BRIEF :: Tell how many lines in the data below include the word "TicketClosed". The answer is the number only.

Excerpts from a dataset
↓

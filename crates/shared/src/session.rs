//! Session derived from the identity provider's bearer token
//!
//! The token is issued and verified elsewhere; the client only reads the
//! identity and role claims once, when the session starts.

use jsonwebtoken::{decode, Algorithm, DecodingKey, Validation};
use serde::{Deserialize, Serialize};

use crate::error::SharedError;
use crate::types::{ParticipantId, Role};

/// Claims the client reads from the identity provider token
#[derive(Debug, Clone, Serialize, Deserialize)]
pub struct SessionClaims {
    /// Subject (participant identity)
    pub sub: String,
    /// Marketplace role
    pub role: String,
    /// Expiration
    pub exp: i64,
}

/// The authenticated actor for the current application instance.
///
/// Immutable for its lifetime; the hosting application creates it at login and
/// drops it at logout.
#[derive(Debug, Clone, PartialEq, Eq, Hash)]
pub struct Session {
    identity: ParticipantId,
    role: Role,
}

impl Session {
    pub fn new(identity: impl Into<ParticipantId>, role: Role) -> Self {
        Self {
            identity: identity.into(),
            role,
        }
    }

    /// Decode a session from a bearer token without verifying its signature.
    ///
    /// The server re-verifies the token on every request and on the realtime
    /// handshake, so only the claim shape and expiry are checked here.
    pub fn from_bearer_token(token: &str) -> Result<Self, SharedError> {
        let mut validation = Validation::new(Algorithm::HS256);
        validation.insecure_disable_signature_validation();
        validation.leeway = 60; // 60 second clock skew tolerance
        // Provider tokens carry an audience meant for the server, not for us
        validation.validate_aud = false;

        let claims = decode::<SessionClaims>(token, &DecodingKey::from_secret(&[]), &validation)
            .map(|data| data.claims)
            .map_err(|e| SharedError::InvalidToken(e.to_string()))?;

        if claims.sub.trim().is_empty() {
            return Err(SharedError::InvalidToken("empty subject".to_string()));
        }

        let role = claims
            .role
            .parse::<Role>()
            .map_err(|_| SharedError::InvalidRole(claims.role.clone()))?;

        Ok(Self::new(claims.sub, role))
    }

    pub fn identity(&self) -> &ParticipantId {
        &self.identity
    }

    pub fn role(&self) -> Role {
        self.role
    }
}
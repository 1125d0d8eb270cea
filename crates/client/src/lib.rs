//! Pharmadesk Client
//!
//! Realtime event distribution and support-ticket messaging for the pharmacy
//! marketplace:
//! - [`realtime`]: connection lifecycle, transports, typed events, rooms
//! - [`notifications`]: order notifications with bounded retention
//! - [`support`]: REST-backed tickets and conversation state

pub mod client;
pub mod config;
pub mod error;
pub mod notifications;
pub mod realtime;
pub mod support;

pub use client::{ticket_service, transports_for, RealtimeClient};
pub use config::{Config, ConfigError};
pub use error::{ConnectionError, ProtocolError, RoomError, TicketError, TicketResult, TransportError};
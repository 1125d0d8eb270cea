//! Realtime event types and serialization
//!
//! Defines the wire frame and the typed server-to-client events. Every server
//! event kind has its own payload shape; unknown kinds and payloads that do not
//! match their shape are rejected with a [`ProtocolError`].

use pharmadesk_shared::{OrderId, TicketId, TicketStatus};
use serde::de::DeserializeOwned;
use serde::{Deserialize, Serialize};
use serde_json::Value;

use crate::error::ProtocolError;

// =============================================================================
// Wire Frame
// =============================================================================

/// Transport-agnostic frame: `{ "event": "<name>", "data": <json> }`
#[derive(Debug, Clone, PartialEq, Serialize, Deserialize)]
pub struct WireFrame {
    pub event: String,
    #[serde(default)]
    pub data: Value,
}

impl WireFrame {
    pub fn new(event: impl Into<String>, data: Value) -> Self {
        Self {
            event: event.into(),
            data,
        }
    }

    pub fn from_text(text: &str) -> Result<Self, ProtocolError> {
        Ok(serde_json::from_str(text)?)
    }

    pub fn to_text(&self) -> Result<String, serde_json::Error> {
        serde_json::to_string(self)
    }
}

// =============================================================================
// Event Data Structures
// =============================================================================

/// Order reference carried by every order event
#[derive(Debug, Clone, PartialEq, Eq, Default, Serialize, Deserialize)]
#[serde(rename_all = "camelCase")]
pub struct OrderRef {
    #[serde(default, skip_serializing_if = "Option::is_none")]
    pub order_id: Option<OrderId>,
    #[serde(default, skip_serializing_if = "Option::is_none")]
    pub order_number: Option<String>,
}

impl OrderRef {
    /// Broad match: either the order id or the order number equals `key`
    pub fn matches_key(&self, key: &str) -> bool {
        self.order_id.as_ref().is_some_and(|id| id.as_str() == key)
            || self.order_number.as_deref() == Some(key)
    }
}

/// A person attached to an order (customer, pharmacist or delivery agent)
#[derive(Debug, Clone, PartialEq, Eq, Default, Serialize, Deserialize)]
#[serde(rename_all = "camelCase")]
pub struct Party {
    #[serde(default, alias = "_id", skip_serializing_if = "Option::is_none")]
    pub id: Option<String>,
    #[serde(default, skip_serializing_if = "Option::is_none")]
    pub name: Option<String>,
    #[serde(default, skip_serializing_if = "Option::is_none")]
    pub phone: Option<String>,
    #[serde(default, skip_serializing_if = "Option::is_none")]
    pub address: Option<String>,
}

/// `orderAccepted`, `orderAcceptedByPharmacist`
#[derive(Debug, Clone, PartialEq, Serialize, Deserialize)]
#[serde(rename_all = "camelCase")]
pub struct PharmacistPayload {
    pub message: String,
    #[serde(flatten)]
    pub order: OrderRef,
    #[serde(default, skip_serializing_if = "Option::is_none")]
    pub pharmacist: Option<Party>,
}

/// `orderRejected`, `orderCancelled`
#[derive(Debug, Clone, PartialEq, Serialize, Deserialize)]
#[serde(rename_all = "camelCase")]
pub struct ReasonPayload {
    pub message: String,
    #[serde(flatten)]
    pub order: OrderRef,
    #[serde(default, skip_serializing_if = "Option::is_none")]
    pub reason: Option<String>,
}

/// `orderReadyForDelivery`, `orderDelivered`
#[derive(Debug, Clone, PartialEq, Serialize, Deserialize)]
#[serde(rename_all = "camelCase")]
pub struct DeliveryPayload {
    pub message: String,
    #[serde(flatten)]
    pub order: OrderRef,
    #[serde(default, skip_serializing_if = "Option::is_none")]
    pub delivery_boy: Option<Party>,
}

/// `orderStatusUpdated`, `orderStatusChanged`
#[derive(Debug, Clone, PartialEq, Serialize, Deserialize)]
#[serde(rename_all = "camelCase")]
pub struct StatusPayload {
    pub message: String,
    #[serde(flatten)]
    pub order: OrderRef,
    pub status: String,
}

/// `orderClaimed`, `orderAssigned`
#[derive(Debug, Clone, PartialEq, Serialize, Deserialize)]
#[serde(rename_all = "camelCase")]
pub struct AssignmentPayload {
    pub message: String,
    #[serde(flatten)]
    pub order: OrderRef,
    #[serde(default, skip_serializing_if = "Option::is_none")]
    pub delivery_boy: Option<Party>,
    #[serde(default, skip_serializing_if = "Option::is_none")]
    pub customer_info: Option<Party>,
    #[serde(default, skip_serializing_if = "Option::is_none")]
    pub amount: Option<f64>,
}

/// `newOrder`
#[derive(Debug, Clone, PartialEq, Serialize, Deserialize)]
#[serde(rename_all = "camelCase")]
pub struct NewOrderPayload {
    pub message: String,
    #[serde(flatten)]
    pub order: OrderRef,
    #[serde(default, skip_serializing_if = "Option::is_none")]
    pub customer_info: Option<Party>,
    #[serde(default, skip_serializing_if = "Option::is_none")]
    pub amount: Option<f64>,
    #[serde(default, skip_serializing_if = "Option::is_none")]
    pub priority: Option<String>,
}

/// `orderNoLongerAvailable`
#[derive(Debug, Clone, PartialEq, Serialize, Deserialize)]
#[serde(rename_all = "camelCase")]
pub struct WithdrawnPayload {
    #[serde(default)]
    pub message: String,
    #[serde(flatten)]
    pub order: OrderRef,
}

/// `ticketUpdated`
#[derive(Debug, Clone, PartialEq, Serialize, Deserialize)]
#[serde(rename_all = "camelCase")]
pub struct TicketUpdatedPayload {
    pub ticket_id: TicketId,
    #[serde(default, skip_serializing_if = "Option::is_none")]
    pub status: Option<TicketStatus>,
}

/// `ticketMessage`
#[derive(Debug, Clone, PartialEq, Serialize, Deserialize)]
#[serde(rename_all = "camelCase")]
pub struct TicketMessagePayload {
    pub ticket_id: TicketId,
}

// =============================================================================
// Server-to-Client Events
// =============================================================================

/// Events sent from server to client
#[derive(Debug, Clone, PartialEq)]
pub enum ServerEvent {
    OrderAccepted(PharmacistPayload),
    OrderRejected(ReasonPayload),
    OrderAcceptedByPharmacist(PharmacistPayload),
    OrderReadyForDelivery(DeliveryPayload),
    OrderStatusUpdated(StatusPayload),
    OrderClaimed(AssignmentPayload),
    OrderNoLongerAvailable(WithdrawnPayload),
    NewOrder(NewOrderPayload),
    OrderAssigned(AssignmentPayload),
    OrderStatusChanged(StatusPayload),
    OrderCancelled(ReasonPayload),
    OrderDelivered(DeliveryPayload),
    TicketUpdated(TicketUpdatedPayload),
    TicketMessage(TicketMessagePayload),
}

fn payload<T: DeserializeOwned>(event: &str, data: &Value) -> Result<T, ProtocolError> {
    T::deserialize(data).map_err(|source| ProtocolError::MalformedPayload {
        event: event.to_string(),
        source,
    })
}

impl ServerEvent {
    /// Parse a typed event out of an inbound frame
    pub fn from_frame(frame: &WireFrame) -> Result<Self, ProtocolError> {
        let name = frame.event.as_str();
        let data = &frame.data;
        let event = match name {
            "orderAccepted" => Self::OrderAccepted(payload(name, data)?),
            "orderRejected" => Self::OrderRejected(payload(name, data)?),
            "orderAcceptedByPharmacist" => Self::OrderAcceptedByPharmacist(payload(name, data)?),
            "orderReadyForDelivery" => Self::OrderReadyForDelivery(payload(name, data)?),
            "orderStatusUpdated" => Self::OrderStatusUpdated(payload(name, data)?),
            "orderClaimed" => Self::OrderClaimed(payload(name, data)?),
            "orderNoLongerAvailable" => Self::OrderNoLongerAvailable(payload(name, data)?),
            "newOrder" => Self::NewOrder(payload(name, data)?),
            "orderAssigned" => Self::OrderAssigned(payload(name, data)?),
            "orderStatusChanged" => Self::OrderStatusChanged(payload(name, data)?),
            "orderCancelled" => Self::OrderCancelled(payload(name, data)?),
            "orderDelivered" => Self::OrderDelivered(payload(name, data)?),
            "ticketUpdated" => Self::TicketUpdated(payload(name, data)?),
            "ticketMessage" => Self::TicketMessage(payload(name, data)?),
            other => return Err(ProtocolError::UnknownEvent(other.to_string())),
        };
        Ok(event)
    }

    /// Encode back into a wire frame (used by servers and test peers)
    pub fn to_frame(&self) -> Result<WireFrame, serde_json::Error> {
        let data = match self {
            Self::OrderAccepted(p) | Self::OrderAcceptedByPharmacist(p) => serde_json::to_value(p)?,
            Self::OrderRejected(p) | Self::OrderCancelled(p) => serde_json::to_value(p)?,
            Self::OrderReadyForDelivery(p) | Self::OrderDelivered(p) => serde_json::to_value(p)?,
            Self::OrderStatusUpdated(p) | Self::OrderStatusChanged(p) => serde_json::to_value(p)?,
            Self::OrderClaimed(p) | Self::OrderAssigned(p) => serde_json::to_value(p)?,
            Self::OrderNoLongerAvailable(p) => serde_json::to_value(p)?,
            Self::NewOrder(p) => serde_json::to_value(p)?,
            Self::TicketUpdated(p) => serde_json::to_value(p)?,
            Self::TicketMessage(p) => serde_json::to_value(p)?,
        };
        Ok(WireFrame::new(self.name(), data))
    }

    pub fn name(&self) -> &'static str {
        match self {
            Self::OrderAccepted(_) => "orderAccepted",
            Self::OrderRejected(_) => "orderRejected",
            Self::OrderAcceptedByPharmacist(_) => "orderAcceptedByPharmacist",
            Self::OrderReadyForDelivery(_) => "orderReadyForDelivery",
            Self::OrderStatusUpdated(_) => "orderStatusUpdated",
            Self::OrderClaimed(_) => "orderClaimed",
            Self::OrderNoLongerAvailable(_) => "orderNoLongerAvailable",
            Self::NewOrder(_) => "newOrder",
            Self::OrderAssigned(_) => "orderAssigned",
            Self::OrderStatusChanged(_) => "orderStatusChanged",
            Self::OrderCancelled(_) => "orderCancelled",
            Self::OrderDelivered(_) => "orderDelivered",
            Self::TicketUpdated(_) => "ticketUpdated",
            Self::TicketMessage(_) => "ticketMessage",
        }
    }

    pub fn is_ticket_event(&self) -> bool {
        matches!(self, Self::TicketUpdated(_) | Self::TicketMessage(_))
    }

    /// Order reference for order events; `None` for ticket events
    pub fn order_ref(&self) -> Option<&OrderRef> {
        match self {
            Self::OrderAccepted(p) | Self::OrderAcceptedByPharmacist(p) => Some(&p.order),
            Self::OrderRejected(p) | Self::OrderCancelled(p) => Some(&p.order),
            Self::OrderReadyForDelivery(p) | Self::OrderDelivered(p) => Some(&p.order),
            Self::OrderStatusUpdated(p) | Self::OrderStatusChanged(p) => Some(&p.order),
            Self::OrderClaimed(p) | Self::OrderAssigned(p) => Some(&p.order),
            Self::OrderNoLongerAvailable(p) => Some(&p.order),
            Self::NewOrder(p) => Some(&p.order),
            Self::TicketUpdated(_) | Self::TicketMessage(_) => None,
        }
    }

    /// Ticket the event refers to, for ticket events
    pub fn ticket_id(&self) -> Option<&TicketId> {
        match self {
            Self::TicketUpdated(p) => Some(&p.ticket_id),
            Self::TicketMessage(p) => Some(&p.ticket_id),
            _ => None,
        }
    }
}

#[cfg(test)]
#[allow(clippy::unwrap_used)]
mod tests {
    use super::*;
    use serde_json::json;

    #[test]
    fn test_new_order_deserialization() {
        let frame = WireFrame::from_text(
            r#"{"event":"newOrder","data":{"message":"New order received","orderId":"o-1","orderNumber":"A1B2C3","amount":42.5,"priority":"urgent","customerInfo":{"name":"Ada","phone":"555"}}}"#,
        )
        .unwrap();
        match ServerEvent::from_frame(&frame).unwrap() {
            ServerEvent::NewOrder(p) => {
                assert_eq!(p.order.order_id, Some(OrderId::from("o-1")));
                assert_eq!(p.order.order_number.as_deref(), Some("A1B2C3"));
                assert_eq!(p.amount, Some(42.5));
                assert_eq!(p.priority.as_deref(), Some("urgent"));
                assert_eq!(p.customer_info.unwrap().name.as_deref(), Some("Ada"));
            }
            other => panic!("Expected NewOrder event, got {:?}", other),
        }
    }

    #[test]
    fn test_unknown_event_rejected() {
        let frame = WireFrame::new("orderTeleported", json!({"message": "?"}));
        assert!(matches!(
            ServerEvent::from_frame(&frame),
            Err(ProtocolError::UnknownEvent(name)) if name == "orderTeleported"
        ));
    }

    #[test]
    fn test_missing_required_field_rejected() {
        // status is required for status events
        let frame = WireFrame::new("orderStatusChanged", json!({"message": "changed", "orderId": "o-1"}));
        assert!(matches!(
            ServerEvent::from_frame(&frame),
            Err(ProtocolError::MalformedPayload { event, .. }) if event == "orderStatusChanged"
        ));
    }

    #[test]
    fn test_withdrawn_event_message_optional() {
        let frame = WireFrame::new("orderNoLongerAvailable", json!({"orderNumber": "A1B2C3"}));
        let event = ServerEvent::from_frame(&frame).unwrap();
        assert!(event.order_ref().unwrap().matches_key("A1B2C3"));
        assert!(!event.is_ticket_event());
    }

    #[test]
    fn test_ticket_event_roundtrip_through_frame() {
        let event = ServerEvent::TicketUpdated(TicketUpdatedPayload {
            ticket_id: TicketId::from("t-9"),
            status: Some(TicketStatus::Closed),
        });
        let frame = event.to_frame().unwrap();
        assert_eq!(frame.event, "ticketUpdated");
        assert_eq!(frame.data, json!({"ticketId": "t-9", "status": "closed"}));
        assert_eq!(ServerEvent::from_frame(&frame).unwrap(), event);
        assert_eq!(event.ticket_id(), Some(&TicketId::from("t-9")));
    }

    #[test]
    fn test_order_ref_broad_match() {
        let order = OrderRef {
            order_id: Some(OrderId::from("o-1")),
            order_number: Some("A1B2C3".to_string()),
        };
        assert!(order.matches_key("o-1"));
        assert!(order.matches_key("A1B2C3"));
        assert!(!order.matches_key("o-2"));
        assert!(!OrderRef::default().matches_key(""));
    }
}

↑
↓

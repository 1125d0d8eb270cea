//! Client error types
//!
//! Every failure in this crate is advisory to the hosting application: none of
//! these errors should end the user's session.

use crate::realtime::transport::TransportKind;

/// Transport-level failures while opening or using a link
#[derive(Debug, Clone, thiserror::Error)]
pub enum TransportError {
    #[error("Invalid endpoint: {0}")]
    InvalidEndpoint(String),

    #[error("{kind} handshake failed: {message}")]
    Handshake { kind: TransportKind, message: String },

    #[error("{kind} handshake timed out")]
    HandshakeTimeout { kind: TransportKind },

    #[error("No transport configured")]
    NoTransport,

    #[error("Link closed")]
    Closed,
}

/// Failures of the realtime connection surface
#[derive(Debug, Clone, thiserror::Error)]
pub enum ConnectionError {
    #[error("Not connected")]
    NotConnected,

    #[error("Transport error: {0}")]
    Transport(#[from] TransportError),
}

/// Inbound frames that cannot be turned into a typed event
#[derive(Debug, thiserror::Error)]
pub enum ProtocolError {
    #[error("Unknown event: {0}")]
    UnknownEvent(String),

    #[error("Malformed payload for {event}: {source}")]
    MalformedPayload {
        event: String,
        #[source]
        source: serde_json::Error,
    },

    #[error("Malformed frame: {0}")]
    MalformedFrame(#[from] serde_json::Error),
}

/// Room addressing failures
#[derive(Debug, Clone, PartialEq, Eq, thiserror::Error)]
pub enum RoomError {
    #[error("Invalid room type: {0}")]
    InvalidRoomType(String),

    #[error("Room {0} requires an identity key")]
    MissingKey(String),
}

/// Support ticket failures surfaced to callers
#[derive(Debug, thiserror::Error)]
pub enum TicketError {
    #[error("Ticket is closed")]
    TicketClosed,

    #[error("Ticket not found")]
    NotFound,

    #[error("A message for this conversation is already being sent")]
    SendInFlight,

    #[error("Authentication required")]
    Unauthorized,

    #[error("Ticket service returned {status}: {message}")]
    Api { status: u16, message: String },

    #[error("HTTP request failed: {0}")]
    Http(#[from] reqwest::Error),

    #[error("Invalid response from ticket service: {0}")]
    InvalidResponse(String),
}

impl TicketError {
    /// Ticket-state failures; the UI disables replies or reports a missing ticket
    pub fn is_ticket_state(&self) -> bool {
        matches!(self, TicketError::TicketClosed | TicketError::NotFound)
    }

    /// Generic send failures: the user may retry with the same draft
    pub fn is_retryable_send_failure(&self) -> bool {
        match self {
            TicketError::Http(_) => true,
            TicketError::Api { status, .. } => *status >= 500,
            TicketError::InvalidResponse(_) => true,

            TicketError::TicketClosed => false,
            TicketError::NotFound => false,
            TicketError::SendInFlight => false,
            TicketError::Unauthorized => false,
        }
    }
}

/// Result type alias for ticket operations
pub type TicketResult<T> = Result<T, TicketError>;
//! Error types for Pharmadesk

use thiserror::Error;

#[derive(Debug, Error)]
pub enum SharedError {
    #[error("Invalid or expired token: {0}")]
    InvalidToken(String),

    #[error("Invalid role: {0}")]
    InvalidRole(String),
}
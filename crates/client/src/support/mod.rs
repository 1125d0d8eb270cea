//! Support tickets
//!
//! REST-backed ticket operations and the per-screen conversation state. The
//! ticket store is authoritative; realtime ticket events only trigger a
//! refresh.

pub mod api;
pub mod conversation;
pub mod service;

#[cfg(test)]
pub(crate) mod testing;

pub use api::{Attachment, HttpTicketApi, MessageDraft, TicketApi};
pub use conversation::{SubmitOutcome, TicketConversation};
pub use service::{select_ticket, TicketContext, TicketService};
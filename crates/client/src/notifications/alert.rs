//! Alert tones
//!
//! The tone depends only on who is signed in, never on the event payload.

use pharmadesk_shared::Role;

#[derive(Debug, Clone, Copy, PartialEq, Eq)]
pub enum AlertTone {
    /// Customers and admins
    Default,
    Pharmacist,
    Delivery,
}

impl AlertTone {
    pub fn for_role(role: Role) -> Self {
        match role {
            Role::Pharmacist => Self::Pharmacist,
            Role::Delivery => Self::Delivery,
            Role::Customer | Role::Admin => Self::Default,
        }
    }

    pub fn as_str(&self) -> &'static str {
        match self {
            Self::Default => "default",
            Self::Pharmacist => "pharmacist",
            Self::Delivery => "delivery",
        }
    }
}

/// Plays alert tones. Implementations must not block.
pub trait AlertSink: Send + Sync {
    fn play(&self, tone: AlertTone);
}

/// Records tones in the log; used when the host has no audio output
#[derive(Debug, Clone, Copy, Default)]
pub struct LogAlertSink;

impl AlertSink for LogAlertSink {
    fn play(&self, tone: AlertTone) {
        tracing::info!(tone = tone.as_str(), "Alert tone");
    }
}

↑

SOLVED EXERCISE :: 3